Small-Molecule Inhibitor of Flaviviral NS3-NS5 Interaction with Broad-Spectrum Activity and Efficacy <i>In Vivo</i>
Marta Celegato, Mattia Sturlese, Vivian Vasconcelos Costa, Marta Trevisan, Angélica Samer Lallo Dias, Ingredy Passos, Celso Martins Queiroz‐Junior, Lorenzo Messa, Annagiulia Favaro, Stefano Moro, Mauro Martins Teixeira, Arianna Loregian, Beatrice Mercorelli
Abstract
More than one-third of the human population is at risk of infection by different mosquito-borne flaviviruses. Despite this, no specific antiviral drug is currently available.
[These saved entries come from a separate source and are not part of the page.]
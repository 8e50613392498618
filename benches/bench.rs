use criterion::{criterion_group, criterion_main, Criterion};
use lattice_l2hmc::{
    coupling::{AffineCoupling, CouplingNetworks, IdentityCoupling},
    dynamics::{Beta, Dynamics, DynamicsConfig},
    field::Su3Adjoint,
    group::GroupKind,
    potential::CosineAction,
    rng::chain_rngs,
    su3::su3_exp_i,
    Real,
};
use rand::SeedableRng;

fn matrix_exp_i(rng: &mut rand_xoshiro::Xoshiro256PlusPlus, d: &impl rand_distr::Distribution<Real>) {
    let _m = su3_exp_i(&Su3Adjoint::random(rng, d));
}

fn criterion_benchmark(c: &mut Criterion) {
    let mut rng = rand_xoshiro::Xoshiro256PlusPlus::seed_from_u64(0);
    let d = rand::distributions::Uniform::from(-std::f64::consts::PI..std::f64::consts::PI);
    c.bench_function("matrix exp i", |b| b.iter(|| matrix_exp_i(&mut rng, &d)));

    let xdim = 64;
    let batch = 16;
    let config = DynamicsConfig::new(GroupKind::U1, xdim, 10, 0.05_f64)
        .unwrap()
        .with_ncp(true)
        .with_separate_networks(true);

    let networks = CouplingNetworks::build(&config, |_| IdentityCoupling::new());
    let dynamics = Dynamics::new(config.clone(), CosineAction::new(), networks, &mut rng).unwrap();
    let x = vec![nalgebra::DVector::zeros(xdim); batch];
    let mut rngs = chain_rngs(1, batch);
    c.bench_function("batched transition identity u1 64x16", |b| {
        b.iter(|| {
            dynamics
                .apply_transition_batch(&x, &Beta::Scalar(1_f64), &mut rngs)
                .unwrap()
        })
    });

    let mut networks =
        CouplingNetworks::build(&config, |_| AffineCoupling::zeros(2 * xdim, xdim, xdim));
    for net in networks.iter_mut() {
        *net = AffineCoupling::random(2 * xdim, xdim, xdim, 0.01_f64, &mut rng).unwrap();
    }
    let dynamics = Dynamics::new(config, CosineAction::new(), networks, &mut rng).unwrap();
    c.bench_function("batched transition affine u1 64x16", |b| {
        b.iter(|| {
            dynamics
                .apply_transition_batch(&x, &Beta::Scalar(1_f64), &mut rngs)
                .unwrap()
        })
    });
}

criterion_group!(benches, criterion_benchmark);
criterion_main!(benches);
In this work, using a computational approach based on molecular dynamics simulation and virtual screening of ~1 million small-molecule structures, we identified a compound that targets the interaction between the two sole flaviviral enzymes, i.e., NS3 and NS5. This compound demonstrated pan-serotype anti-DENV activity and pan-flavivirus potential in infected cells, low propensity to select viral resistant mutant viruses, and efficacy in a mouse model of dengue. Broad-spectrum antivirals are much awaited, and this work represents a significant advance toward the development of therapeutic molecules with extended antiflavivirus potential that act by an innovative mechanism and could be used alone or in combination with other antivirals.